The camels were beginning to diversify and give rise to several phyla. One of the genera (†Protomeryx), which did not much exceed a sheep in size, probably represented the main stock, which led to the camels and llamas of to-day. A second (†Stenomylus) was a still smaller animal, with remarkably long and slender legs, and might be called a “gazelle-camel,” while a third (†Oxydactylus, see Fig. 209, p. 392), which was larger and apparently the beginning of the †giraffe-camels, was noteworthy for its long neck. All of these lower Miocene camels had deer-like hoofs, the characteristic pad or cushion which gives such an exceptional appearance to the feet of modern llamas and camels not being fully developed till a later period. A very important new element in the North American fauna was the appearance of the first deer (†Blastomeryx), which came in the latter part of the Arikaree stage and were the forerunners of a renewed immigration from the Old World, which had been broken off during the upper Oligocene. This, however, is a disputed point; Professor Osborn and Dr. Matthew believe that these animals were truly indigenous and derived from a long line of American ancestry. The same genus continued through the middle Miocene, as we have already seen, and therefore no further description of it is called for.

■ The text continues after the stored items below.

//! Per-run plugin context.

use cadence_core::{RequestId, TenantId};
use chrono::{DateTime, Utc};
use serde::{Deserialize, Serialize};

/// Read-only facts shared by every stage of one run.
///
/// Built once per execution and handed to stages by shared reference, so no
/// stage can change what a later stage sees.
#[derive(Debug, Clone, PartialEq, Serialize, Deserialize)]
#[serde(rename_all = "camelCase")]
pub struct PluginContext {
    /// Tenant the run belongs to
    pub tenant_id: TenantId,
    /// Caller correlation id
    pub request_id: RequestId,
    /// Namespace stages operate in
    pub namespace: String,
    /// When the run began
    pub started_at: DateTime<Utc>,
    /// Free-form stage configuration
    #[serde(default)]
    pub config: serde_json::Value,
}

impl PluginContext {
    /// Create a context with empty stage configuration
    #[must_use]
    pub fn new(
        tenant_id: TenantId,
        request_id: RequestId,
        namespace: impl Into<String>,
        started_at: DateTime<Utc>,
    ) -> Self {
        Self {
            tenant_id,
            request_id,
            namespace: namespace.into(),
            started_at,
            config: serde_json::Value::Null,
        }
    }

    /// Attach stage configuration
    #[must_use]
    pub fn with_config(mut self, config: serde_json::Value) -> Self {
        self.config = config;
        self
    }

    /// Look up a top-level configuration entry
    #[must_use]
    pub fn setting(&self, key: &str) -> Option<&serde_json::Value> {
        self.config.get(key)
    }
}
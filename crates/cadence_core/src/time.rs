//! Wall clock access.
//!
//! Timestamps in plans and audit records are metadata only; ordering never
//! depends on them. The clock is injectable so tests can pin it.

use chrono::{DateTime, Duration, Utc};
use std::sync::Mutex;

/// Source of the current time
pub trait Clock: Send + Sync {
    /// Current instant
    fn now(&self) -> DateTime<Utc>;
}

/// The system wall clock
#[derive(Debug, Clone, Copy, Default)]
pub struct SystemClock;

impl Clock for SystemClock {
    fn now(&self) -> DateTime<Utc> {
        Utc::now()
    }
}

/// A clock that only moves when told to
#[derive(Debug)]
pub struct ManualClock {
    current: Mutex<DateTime<Utc>>,
}

impl ManualClock {
    /// Create a clock pinned at `start`
    #[must_use]
    pub fn new(start: DateTime<Utc>) -> Self {
        Self {
            current: Mutex::new(start),
        }
    }

    /// Move the clock forward
    pub fn advance(&self, by: Duration) {
        let mut current = self.current.lock().unwrap_or_else(|e| e.into_inner());
        *current += by;
    }

    /// Pin the clock at an instant
    pub fn set(&self, at: DateTime<Utc>) {
        let mut current = self.current.lock().unwrap_or_else(|e| e.into_inner());
        *current = at;
    }
}

impl Clock for ManualClock {
    fn now(&self) -> DateTime<Utc> {
        *self.current.lock().unwrap_or_else(|e| e.into_inner())
    }
}
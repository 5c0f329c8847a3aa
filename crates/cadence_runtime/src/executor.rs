//! Sequential chain executor.
//!
//! Runs the stages of a [`Chain`] one at a time against a seed input. Every
//! invocation is recorded; the first stage that does not return a value ends
//! the run, and its errors become the run's errors. Stage failures, panics,
//! timeouts and cancellation are all returned as values.

use crate::audit::{AuditScope, NullSink, RunReport, StageOutcome, TelemetrySink};
use crate::chain::{Chain, ChainError, ErasedStage};
use crate::config::ExecutorConfig;
use crate::context::PluginContext;
use crate::stage::StageResult;
use cadence_core::{Clock, RequestId, RunId, SystemClock, TenantId};
use chrono::{DateTime, Utc};
use futures::FutureExt;
use serde::de::DeserializeOwned;
use serde::{Deserialize, Serialize};
use serde_json::Value;
use std::any::Any;
use std::panic::AssertUnwindSafe;
use std::sync::Arc;
use std::time::Duration;
use tokio::time::Instant;
use tokio_util::sync::CancellationToken;
use tracing::{debug, info, warn};

/// Where a run is
#[derive(Debug, Clone, Copy, PartialEq, Eq, Serialize, Deserialize)]
#[serde(tag = "state", rename_all = "snake_case")]
pub enum ChainState {
    /// Not started
    Pending,
    /// Invoking the stage at `stage_index`
    Running {
        /// Position of the stage in the chain
        stage_index: usize,
    },
    /// Every stage returned a value
    Succeeded,
    /// A stage did not return a value, or the run stopped before one
    Failed {
        /// Stage that ended the run; `None` if none had started
        stage_index: Option<usize>,
    },
}

impl ChainState {
    /// Whether the run is over
    #[must_use]
    pub const fn is_terminal(self) -> bool {
        matches!(self, Self::Succeeded | Self::Failed { .. })
    }

    /// Move to running the stage at `stage_index`
    #[must_use]
    pub const fn begin(self, stage_index: usize) -> Self {
        if self.is_terminal() {
            return self;
        }
        Self::Running { stage_index }
    }

    /// Move to `Succeeded`
    #[must_use]
    pub const fn succeed(self) -> Self {
        if self.is_terminal() {
            return self;
        }
        Self::Succeeded
    }

    /// Move to `Failed`, remembering the running stage
    #[must_use]
    pub const fn fail(self) -> Self {
        match self {
            Self::Pending => Self::Failed { stage_index: None },
            Self::Running { stage_index } => Self::Failed {
                stage_index: Some(stage_index),
            },
            terminal => terminal,
        }
    }
}

/// Terminal value of a run
#[derive(Debug, Clone, PartialEq, Serialize, Deserialize)]
#[serde(rename_all = "camelCase")]
pub struct ChainResult<O> {
    /// Whether every stage returned a value
    pub ok: bool,
    /// Final output, present when `ok`
    #[serde(default, skip_serializing_if = "Option::is_none")]
    pub value: Option<O>,
    /// Errors of the stage that ended the run, empty when `ok`
    #[serde(default, skip_serializing_if = "Vec::is_empty")]
    pub errors: Vec<String>,
    /// When the result was produced
    pub generated_at: DateTime<Utc>,
}

impl<O> ChainResult<O> {
    /// A successful result
    #[must_use]
    pub fn success(value: O, generated_at: DateTime<Utc>) -> Self {
        Self {
            ok: true,
            value: Some(value),
            errors: Vec::new(),
            generated_at,
        }
    }

    /// A failed result
    #[must_use]
    pub fn failure(errors: Vec<String>, generated_at: DateTime<Utc>) -> Self {
        Self {
            ok: false,
            value: None,
            errors,
            generated_at,
        }
    }

    /// Value on success, errors otherwise
    ///
    /// # Errors
    ///
    /// Returns the run's errors if it failed
    pub fn into_result(self) -> Result<O, Vec<String>> {
        match self.value {
            Some(value) if self.ok => Ok(value),
            _ => Err(self.errors),
        }
    }
}

/// Typed result plus the report the sink received
#[derive(Debug, Clone)]
pub struct ChainReport<O> {
    /// Typed outcome
    pub result: ChainResult<O>,
    /// Audit trail, metrics and final state
    pub run: RunReport,
}

impl<O> ChainReport<O> {
    /// Run identifier
    #[must_use]
    pub fn run_id(&self) -> RunId {
        self.run.run_id
    }

    /// Final state
    #[must_use]
    pub fn state(&self) -> ChainState {
        self.run.state
    }
}

enum Invocation {
    Completed(StageResult<Value>),
    Panicked(String),
    TimedOut(Duration),
}

/// Runs chains
pub struct ChainExecutor {
    config: ExecutorConfig,
    clock: Arc<dyn Clock>,
    sink: Arc<dyn TelemetrySink>,
}

impl ChainExecutor {
    /// Executor with the system clock and no telemetry
    #[must_use]
    pub fn new(config: ExecutorConfig) -> Self {
        Self {
            config,
            clock: Arc::new(SystemClock),
            sink: Arc::new(NullSink),
        }
    }

    /// Use a different clock for timestamps
    #[must_use]
    pub fn with_clock(mut self, clock: Arc<dyn Clock>) -> Self {
        self.clock = clock;
        self
    }

    /// Send run reports to `sink`
    #[must_use]
    pub fn with_sink(mut self, sink: Arc<dyn TelemetrySink>) -> Self {
        self.sink = sink;
        self
    }

    /// Active configuration
    #[must_use]
    pub fn config(&self) -> &ExecutorConfig {
        &self.config
    }

    /// Build a context in the configured namespace, started now
    #[must_use]
    pub fn context(&self, tenant_id: TenantId, request_id: RequestId) -> PluginContext {
        PluginContext::new(
            tenant_id,
            request_id,
            self.config.default_namespace.clone(),
            self.clock.now(),
        )
    }

    /// Run `chain` against `seed`
    ///
    /// # Errors
    ///
    /// Returns error if the chain is malformed; nothing runs in that case
    pub async fn execute<I, O>(
        &self,
        chain: &Chain<I, O>,
        ctx: &PluginContext,
        seed: I,
    ) -> Result<ChainReport<O>, ChainError>
    where
        I: Serialize + DeserializeOwned + Send + 'static,
        O: Serialize + DeserializeOwned + Send + 'static,
    {
        self.execute_with_cancel(chain, ctx, seed, &CancellationToken::new())
            .await
    }

    /// Run `chain` against `seed`, checking `cancel` before each stage
    ///
    /// # Errors
    ///
    /// Returns error if the chain is malformed; nothing runs in that case
    pub async fn execute_with_cancel<I, O>(
        &self,
        chain: &Chain<I, O>,
        ctx: &PluginContext,
        seed: I,
        cancel: &CancellationToken,
    ) -> Result<ChainReport<O>, ChainError>
    where
        I: Serialize + DeserializeOwned + Send + 'static,
        O: Serialize + DeserializeOwned + Send + 'static,
    {
        chain.validate()?;

        let run_id = RunId::new();
        let mut scope = AuditScope::open(
            run_id,
            ctx.tenant_id.clone(),
            ctx.request_id.clone(),
            self.sink.clone(),
            self.clock.clone(),
        );
        info!(run = %run_id, tenant = %ctx.tenant_id, stages = chain.len(), "chain run started");

        let mut current = match serde_json::to_value(seed) {
            Ok(value) => value,
            Err(e) => {
                return Ok(self.fail(scope, vec![format!("seed input could not be encoded: {}", e)]));
            }
        };

        for (index, stage) in chain.stages().iter().enumerate() {
            let stage_id = stage.definition().id.clone();

            if cancel.is_cancelled() {
                info!(run = %run_id, stage = %stage_id, "chain run cancelled");
                return Ok(self.fail(scope, vec![format!("cancelled before stage {}", stage_id)]));
            }

            scope.set_state(scope.state().begin(index));
            debug!(run = %run_id, stage = %stage_id, index, "stage started");

            let started_at = self.clock.now();
            let started = Instant::now();
            let invocation = self.invoke(stage.as_ref(), ctx, current.clone()).await;
            let finished_at = self.clock.now();
            scope.metrics_mut().record_invocation(started.elapsed());

            let (outcome, output, errors) = match invocation {
                Invocation::Completed(Ok(value)) => {
                    scope.metrics_mut().record_success();
                    (StageOutcome::Succeeded, Some(value), Vec::new())
                }
                Invocation::Completed(Err(failure)) => {
                    scope.metrics_mut().record_failure();
                    let mut errors = failure.errors;
                    if errors.is_empty() {
                        errors.push(format!("stage {} failed without detail", stage_id));
                    }
                    (
                        StageOutcome::Failed {
                            errors: errors.clone(),
                        },
                        None,
                        errors,
                    )
                }
                Invocation::Panicked(message) => {
                    scope.metrics_mut().record_panic();
                    let error = format!("stage {} panicked: {}", stage_id, message);
                    (StageOutcome::Panicked { message }, None, vec![error])
                }
                Invocation::TimedOut(limit) => {
                    scope.metrics_mut().record_timeout();
                    let after_ms = u64::try_from(limit.as_millis()).unwrap_or(u64::MAX);
                    let error = format!("stage {} timed out after {}ms", stage_id, after_ms);
                    (StageOutcome::TimedOut { after_ms }, None, vec![error])
                }
            };

            scope.trail_mut().append(
                stage_id.clone(),
                started_at,
                finished_at,
                current,
                output.clone(),
                outcome,
            );

            match output {
                Some(value) => {
                    debug!(run = %run_id, stage = %stage_id, "stage finished");
                    current = value;
                }
                None => {
                    warn!(run = %run_id, stage = %stage_id, ?errors, "stage failed; stopping chain");
                    return Ok(self.fail(scope, errors));
                }
            }
        }

        match serde_json::from_value::<O>(current) {
            Ok(value) => {
                let state = scope.state().succeed();
                let run = scope.finish(state, Vec::new());
                info!(run = %run_id, "chain run succeeded");
                Ok(ChainReport {
                    result: ChainResult::success(value, run.generated_at),
                    run,
                })
            }
            Err(e) => Ok(self.fail(scope, vec![format!("chain output could not be decoded: {}", e)])),
        }
    }

    fn fail<O>(&self, scope: AuditScope, errors: Vec<String>) -> ChainReport<O> {
        let state = scope.state().fail();
        let run = scope.finish(state, errors.clone());
        ChainReport {
            result: ChainResult::failure(errors, run.generated_at),
            run,
        }
    }

    async fn invoke(&self, stage: &dyn ErasedStage, ctx: &PluginContext, input: Value) -> Invocation {
        let capture_panics = self.config.capture_panics;
        let guarded = async move {
            let run = stage.run_value(ctx, input);
            if capture_panics {
                match AssertUnwindSafe(run).catch_unwind().await {
                    Ok(result) => Invocation::Completed(result),
                    Err(payload) => Invocation::Panicked(panic_message(payload.as_ref())),
                }
            } else {
                Invocation::Completed(run.await)
            }
        };

        match self.config.stage_timeout() {
            Some(limit) => tokio::time::timeout(limit, guarded)
                .await
                .unwrap_or(Invocation::TimedOut(limit)),
            None => guarded.await,
        }
    }
}

impl Default for ChainExecutor {
    fn default() -> Self {
        Self::new(ExecutorConfig::default())
    }
}

fn panic_message(payload: &(dyn Any + Send)) -> String {
    if let Some(s) = payload.downcast_ref::<&str>() {
        (*s).to_string()
    } else if let Some(s) = payload.downcast_ref::<String>() {
        s.clone()
    } else {
        "non-string panic payload".to_string()
    }
}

The limits of the South American Miocene are very doubtful. The Paraná formation, here regarded as lower Pliocene, may prove to be more properly referable to the upper Miocene. No other upper Miocene is known.

To the earlier, probably middle, Miocene may be referred the wonderful Santa Cruz fauna of Patagonia. It is extremely difficult to convey to the reader any adequate conception of this great assemblage of mammals, because most of them belonged to orders which have altogether vanished from the earth and are only remotely like the forms with which we are familiar in the northern hemisphere. To one who knows only these northern animals, it seems like entering another world when he begins the study of the Santa Cruz fossils. If any North American mammals had then entered South America, which is not probable, they had not extended their range as far as Patagonia. Marvellously rich and varied as the Santa Cruz fauna was, it did not contain everything that we should expect to find in it; several recent families of undoubtedly indigenous South American origin have left no ancestors in the early Miocene formations. For this, there are several obvious reasons. In part, these gaps in the history are merely due to the accidents of collecting and some of them will almost certainly be filled by future exploration. Other absentees will probably never be found, because the Santa Cruz beds are known only in the very far south, and the Miocene climate of the region, though much milder and more genial than the present one, must have been unsuitable for many tropical animals. Again, the Patagonia of that time appears to have been a country of open plains, with few trees, and hence arboreal forms were rare.